In the audience that evening was local teenager Carmen Plant, and her father Robert, who had shared a stage or three worldwide with The Firm's guitarist in the past. As he would later explain in an interview with International Musician & Recording World, watching Jimmy Page play without him would prove to be an emotional experience for Led Zeppelin's former frontman, but not, perhaps, for the reasons one might imagine. 

"I was sitting way back, in the cheap seats, and I must tell you that I was weeping, because I saw Jimmy stretching himself as a guitarist; playing all these strange scales and phrases, but in the context of a conventional rock group," Plant told writer Philip Bashe. "Some of it was off the wall, and I was stunned. I never thought I'd hear him play that well."
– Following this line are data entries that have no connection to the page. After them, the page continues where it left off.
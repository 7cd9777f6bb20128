use anyhow::{Context, Result};
use beacon_core::{encode, rewrite_person_properties, EncodeError, Endpoint, Event, RequestScope};
use beacon_transport::{Delivery, DeliveryMode, HttpSender, Transport, WorkerFactory};
use serde_json::{json, Map, Value};
use std::sync::Arc;
use std::time::Duration;
use tracing::debug;

/// Client configuration.
#[derive(Debug, Clone)]
pub struct ClientConfig {
    /// API token stamped into every payload, if configured.
    pub token: Option<String>,
    /// Base URL of the collector; a trailing slash is added when missing.
    pub base_url: String,
    /// Delivery mode, fixed for the lifetime of the client.
    pub mode: DeliveryMode,
    /// Request timeout for synchronous and worker-side delivery.
    pub timeout_ms: u64,
}

impl Default for ClientConfig {
    fn default() -> Self {
        Self {
            token: None,
            base_url: "http://127.0.0.1:8080/".to_string(),
            mode: DeliveryMode::Sync,
            timeout_ms: 30000,
        }
    }
}

/// Public entry point for recording analytics events.
///
/// Holds a borrowed view of the surrounding request's scope (connection
/// metadata and the queued-event list) and a shared, process-wide transport.
/// A host serving concurrent requests builds ONE transport and hands it to a
/// fresh `Client` per request via [`Client::with_transport`]; the clients
/// come and go with their requests while the transport, and therefore the
/// single background worker, outlives them all. Direct operations encode and
/// deliver immediately; `append`-style operations only push onto the request
/// scope for the host framework to flush.
#[derive(Debug)]
pub struct Client {
    config: ClientConfig,
    transport: Arc<Transport>,
    scope: Arc<RequestScope>,
}

impl Client {
    /// Create a client owning a fresh transport backed by the real HTTP
    /// worker. Suitable for a single-client program; hosts serving many
    /// requests should build the transport once and use
    /// [`Client::with_transport`] for each request.
    pub fn new(config: ClientConfig, scope: Arc<RequestScope>) -> Result<Self> {
        let transport = Transport::http(config.mode, Duration::from_millis(config.timeout_ms))
            .context("Failed to build HTTP client")?;
        Ok(Self::assemble(config, scope, Arc::new(transport)))
    }

    /// Create a request-scoped client over an existing process-wide
    /// transport. The transport's delivery mode governs delivery.
    pub fn with_transport(
        config: ClientConfig,
        scope: Arc<RequestScope>,
        transport: Arc<Transport>,
    ) -> Self {
        Self::assemble(config, scope, transport)
    }

    /// Create a client with an injected worker factory. Intended for tests
    /// that need to observe or break the background worker.
    pub fn with_factory(
        config: ClientConfig,
        scope: Arc<RequestScope>,
        factory: Arc<dyn WorkerFactory>,
    ) -> Result<Self> {
        let sender = Arc::new(
            HttpSender::new(Duration::from_millis(config.timeout_ms))
                .context("Failed to build HTTP client")?,
        );
        let transport = Arc::new(Transport::new(config.mode, sender, factory));
        Ok(Self::assemble(config, scope, transport))
    }

    fn assemble(
        mut config: ClientConfig,
        scope: Arc<RequestScope>,
        transport: Arc<Transport>,
    ) -> Self {
        if !config.base_url.ends_with('/') {
            config.base_url.push('/');
        }
        Client {
            config,
            transport,
            scope,
        }
    }

    pub fn config(&self) -> &ClientConfig {
        &self.config
    }

    /// The process-wide transport this client delivers through; clone the
    /// `Arc` to hand it to further request-scoped clients.
    pub fn transport(&self) -> Arc<Transport> {
        Arc::clone(&self.transport)
    }

    /// Record a tracked action.
    ///
    /// Injects the current unix timestamp, the request's client IP, and the
    /// configured token; caller-supplied properties override any of them. In
    /// sync mode the returned `Delivery::Acknowledged` carries the
    /// collector's verdict; in async mode `Delivery::Dispatched` only means
    /// the request was handed to the worker.
    pub async fn track_event(
        &self,
        event: &str,
        properties: Map<String, Value>,
    ) -> Result<Delivery, EncodeError> {
        let payload = self.track_payload(event, properties);
        let request = encode(&self.config.base_url, Endpoint::Track, &payload)?;
        debug!(event = event, mode = ?self.transport.mode(), "tracking event");
        Ok(self.transport.deliver(&request).await)
    }

    /// Overwrite person properties for `distinct_id` (engage `$set`).
    pub async fn set_person_properties(
        &self,
        distinct_id: &str,
        properties: Map<String, Value>,
    ) -> Result<Delivery, EncodeError> {
        self.engage(distinct_id, "$set", properties).await
    }

    /// Increment numeric person properties for `distinct_id` (engage `$add`).
    pub async fn increment_person_properties(
        &self,
        distinct_id: &str,
        properties: Map<String, Value>,
    ) -> Result<Delivery, EncodeError> {
        self.engage(distinct_id, "$add", properties).await
    }

    /// Queue a tracked action on the request scope instead of delivering it.
    pub fn append_event(
        &self,
        event: &str,
        properties: Map<String, Value>,
    ) -> Result<(), EncodeError> {
        self.append(
            Endpoint::Track,
            vec![
                serde_json::to_string(event)?,
                serde_json::to_string(&properties)?,
            ],
        )
    }

    /// Queue a person-property update, applying the reserved-name rewrite.
    pub fn append_person_properties(
        &self,
        properties: Map<String, Value>,
    ) -> Result<(), EncodeError> {
        let properties = rewrite_person_properties(properties);
        self.append(
            Endpoint::PeopleSet,
            vec![serde_json::to_string(&properties)?],
        )
    }

    /// Queue an identity association for the current user.
    pub fn identify(&self, distinct_id: &str) -> Result<(), EncodeError> {
        self.append(Endpoint::Identify, vec![serde_json::to_string(distinct_id)?])
    }

    /// Queue a single-property numeric increment.
    pub fn increment_property(&self, property: &str, by: i64) -> Result<(), EncodeError> {
        self.append(
            Endpoint::PeopleIncrement,
            vec![serde_json::to_string(property)?, serde_json::to_string(&by)?],
        )
    }

    async fn engage(
        &self,
        distinct_id: &str,
        operation: &str,
        properties: Map<String, Value>,
    ) -> Result<Delivery, EncodeError> {
        let payload = self.engage_payload(distinct_id, operation, properties);
        let request = encode(&self.config.base_url, Endpoint::Engage, &payload)?;
        debug!(operation = operation, mode = ?self.transport.mode(), "engaging person record");
        Ok(self.transport.deliver(&request).await)
    }

    fn append(&self, endpoint: Endpoint, args: Vec<String>) -> Result<(), EncodeError> {
        self.scope.append(endpoint, args);
        Ok(())
    }

    fn track_payload(&self, event: &str, properties: Map<String, Value>) -> Value {
        let mut merged = Map::new();
        merged.insert("time".to_string(), json!(chrono::Utc::now().timestamp()));
        merged.insert("ip".to_string(), json!(self.scope.client_ip()));
        if let Some(token) = &self.config.token {
            merged.insert("token".to_string(), json!(token));
        }
        // Caller properties win over the injected defaults.
        merged.extend(properties);

        Event::new(event, merged).into_payload()
    }

    fn engage_payload(
        &self,
        distinct_id: &str,
        operation: &str,
        properties: Map<String, Value>,
    ) -> Value {
        let properties = rewrite_person_properties(properties);
        let mut payload = Map::new();
        payload.insert("$distinct_id".to_string(), json!(distinct_id));
        payload.insert(operation.to_string(), Value::Object(properties));
        if let Some(token) = &self.config.token {
            payload.insert("token".to_string(), json!(token));
        }
        Value::Object(payload)
    }
}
Out of context, this could read like a snarky comment from Plant, but elsewhere in the interview, printed in the magazine's September 1985 issue, the then-36-year-old singer was full of praise for his former bandmate, telling a sweet story about the pair sharing an intimate moment three years earlier, ahead of the summer 1982 release of Plant's first solo album, Pictures At Eleven. The singer revealed that he had driven down to Page's Sol Studios in Cookham, Berkshire to play the guitarist, who he still referred to as 'The Master', some songs from the record, hoping to get a positive reaction.

"We sat there together with my hand on his knee, just listening," Plant recalled. "He knew then that I was off on my own."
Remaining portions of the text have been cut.